Nan Madol is synonymous with the Saudelaur Dynasty. It presents a very problematic living environment, as there is no fresh water there, and no food. One must go inland to gather water and grow food. The Saudelaurs had no problem with this, as they were the supreme rulers, and the people brought them everything they needed. When the Saudelaurs were overthrown, and the period of the Nahnmwarkis began, the Nahnmwarkis lived at Nan Madol, but they had to gather their water and grow their food themselves, as they could not depend on anyone bringing the goods. Life was harsh, so eventually they moved back to their own districts, abandoning Nan Madol.
Retty Lawrence gave me what I think a very good chronology of Pohnpei history: Ancient times, Priestly times, Saudelaur times, Nahmwarki times, and the time of Foreigners. This is at odds with some of the chronologies established by one or two American archaeologists. Frankly, though, some of their descriptions leave much to be desired, so, for now anyway, I'm inclined to give more weight to the indigenous version.

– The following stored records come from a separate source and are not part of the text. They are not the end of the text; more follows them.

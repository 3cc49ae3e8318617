use serde::{Deserialize, Deserializer, Serialize};

/// How soon the user should get care. Drives the color of the banner.
#[derive(Debug, Clone, Copy, Serialize, Deserialize, PartialEq, Eq)]
#[serde(rename_all = "kebab-case")]
pub enum Urgency {
    SelfCare,
    SeeDoctorSoon,
    Urgent,
}

impl Urgency {
    pub fn headline(&self) -> &'static str {
        match self {
            Urgency::SelfCare => "Self-care is likely appropriate",
            Urgency::SeeDoctorSoon => "See a doctor soon",
            Urgency::Urgent => "Seek urgent care now",
        }
    }
}

/// Result of analyzing a free-text symptom description.
#[derive(Debug, Clone, Serialize, Deserialize, PartialEq)]
#[serde(rename_all = "camelCase")]
pub struct SymptomAnalysis {
    pub diagnoses: Vec<String>,
    pub urgency: Urgency,
    pub next_steps: String,
    pub explanation: String,
    #[serde(
        default,
        deserialize_with = "deserialize_confidence",
        skip_serializing_if = "Option::is_none"
    )]
    pub confidence: Option<u8>,
}

/// Rich photo assessment the result screen knows how to render.
///
/// The image call does not produce this shape; it returns
/// [`ImageDescriptionAnalysis`]. Kept so both shapes stay validated.
#[derive(Debug, Clone, Serialize, Deserialize, PartialEq)]
#[serde(rename_all = "camelCase")]
pub struct VisionAnalysis {
    pub condition: String,
    pub description: String,
    pub urgency: Urgency,
    pub recommendations: Vec<String>,
    pub when_to_seek_care: String,
    #[serde(
        default,
        deserialize_with = "deserialize_confidence",
        skip_serializing_if = "Option::is_none"
    )]
    pub confidence: Option<u8>,
}

/// Neutral, non-diagnostic description of a photo.
#[derive(Debug, Clone, Serialize, Deserialize, PartialEq)]
pub struct ImageDescriptionAnalysis {
    pub features: String,
    pub possible_categories: Vec<String>,
    pub general_advice: String,
}

/// Post-deserialization checks serde cannot express.
pub trait Validate {
    fn validate(&self) -> Result<(), String>;
}

fn require_text(field: &str, value: &str) -> Result<(), String> {
    if value.trim().is_empty() {
        return Err(format!("`{}` is empty", field));
    }
    Ok(())
}

fn require_entries(field: &str, values: &[String]) -> Result<(), String> {
    if values.is_empty() {
        return Err(format!("`{}` is empty", field));
    }
    if values.iter().any(|v| v.trim().is_empty()) {
        return Err(format!("`{}` contains an empty entry", field));
    }
    Ok(())
}

impl Validate for SymptomAnalysis {
    fn validate(&self) -> Result<(), String> {
        require_entries("diagnoses", &self.diagnoses)?;
        require_text("nextSteps", &self.next_steps)?;
        require_text("explanation", &self.explanation)
    }
}

impl Validate for VisionAnalysis {
    fn validate(&self) -> Result<(), String> {
        require_text("condition", &self.condition)?;
        require_text("description", &self.description)?;
        require_entries("recommendations", &self.recommendations)?;
        require_text("whenToSeekCare", &self.when_to_seek_care)
    }
}

impl Validate for ImageDescriptionAnalysis {
    fn validate(&self) -> Result<(), String> {
        require_text("features", &self.features)?;
        require_text("general_advice", &self.general_advice)
    }
}

/// Confidence is advisory: an integer in 0..=100 is kept as-is, anything
/// else is dropped instead of failing the whole analysis.
fn deserialize_confidence<'de, D>(deserializer: D) -> Result<Option<u8>, D::Error>
where
    D: Deserializer<'de>,
{
    let value = serde_json::Value::deserialize(deserializer)?;
    let confidence = value
        .as_u64()
        .filter(|c| *c <= 100)
        .and_then(|c| u8::try_from(c).ok());
    if confidence.is_none() && !value.is_null() {
        log::warn!("Ignoring unusable confidence value {}", value);
    }
    Ok(confidence)
}

#[cfg(test)]
mod tests {
    use super::*;
    use serde_json::json;

    fn symptom_json() -> serde_json::Value {
        json!({
            "diagnoses": ["Tension headache", "Migraine"],
            "urgency": "see-doctor-soon",
            "nextSteps": "Book an appointment this week.",
            "explanation": "Recurring headaches with light sensitivity.",
            "confidence": 62
        })
    }

    #[test]
    fn urgency_uses_kebab_case_on_the_wire() {
        assert_eq!(serde_json::to_value(Urgency::SelfCare).unwrap(), json!("self-care"));
        assert_eq!(
            serde_json::from_value::<Urgency>(json!("see-doctor-soon")).unwrap(),
            Urgency::SeeDoctorSoon
        );
        assert!(serde_json::from_value::<Urgency>(json!("emergency")).is_err());
    }

    #[test]
    fn symptom_analysis_reads_camel_case_keys() {
        let analysis: SymptomAnalysis = serde_json::from_value(symptom_json()).unwrap();
        assert_eq!(analysis.diagnoses, vec!["Tension headache", "Migraine"]);
        assert_eq!(analysis.next_steps, "Book an appointment this week.");
        assert_eq!(analysis.confidence, Some(62));
        assert!(analysis.validate().is_ok());
    }

    #[test]
    fn confidence_is_optional_and_never_fatal() {
        let mut value = symptom_json();
        value.as_object_mut().unwrap().remove("confidence");
        let analysis: SymptomAnalysis = serde_json::from_value(value.clone()).unwrap();
        assert_eq!(analysis.confidence, None);
        assert!(analysis.validate().is_ok());

        for unusable in [json!("80"), json!(72.6), json!(140), json!(-1), json!(null)] {
            value["confidence"] = unusable;
            let analysis: SymptomAnalysis = serde_json::from_value(value.clone()).unwrap();
            assert_eq!(analysis.confidence, None);
        }
    }

    #[test]
    fn missing_confidence_is_not_serialized() {
        let mut value = symptom_json();
        value.as_object_mut().unwrap().remove("confidence");
        let analysis: SymptomAnalysis = serde_json::from_value(value.clone()).unwrap();
        assert_eq!(serde_json::to_value(&analysis).unwrap(), value);
    }

    #[test]
    fn symptom_validation_rejects_blank_fields() {
        let mut analysis: SymptomAnalysis = serde_json::from_value(symptom_json()).unwrap();
        analysis.diagnoses.clear();
        assert_eq!(analysis.validate().unwrap_err(), "`diagnoses` is empty");

        let mut analysis: SymptomAnalysis = serde_json::from_value(symptom_json()).unwrap();
        analysis.explanation = "  ".to_string();
        assert_eq!(analysis.validate().unwrap_err(), "`explanation` is empty");
    }

    #[test]
    fn vision_analysis_validates_its_own_fields() {
        let vision: VisionAnalysis = serde_json::from_value(json!({
            "condition": "Minor abrasion",
            "description": "Superficial scrape on the forearm.",
            "urgency": "self-care",
            "recommendations": ["Clean with water", "Cover with a bandage"],
            "whenToSeekCare": "If redness spreads or fever develops.",
            "confidence": 70
        }))
        .unwrap();
        assert!(vision.validate().is_ok());

        let empty = VisionAnalysis {
            recommendations: vec![],
            ..vision
        };
        assert_eq!(empty.validate().unwrap_err(), "`recommendations` is empty");
    }

    #[test]
    fn image_description_allows_empty_category_list() {
        let description: ImageDescriptionAnalysis = serde_json::from_value(json!({
            "features": "Small raised area",
            "possible_categories": [],
            "general_advice": "Monitor for changes."
        }))
        .unwrap();
        assert!(description.validate().is_ok());
    }
}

There is much work to be done here --- I would like to come in from the landward side where there are dozens of platforms that no one has really seen, other than the Germans who actually mapped the site --- but I may have to spend my time writing legislation to give this place greater protections before I can do any kind of field work. It looks like I may get more work done at the Lelu complex on Kosrae. I'm very much looking forward to it.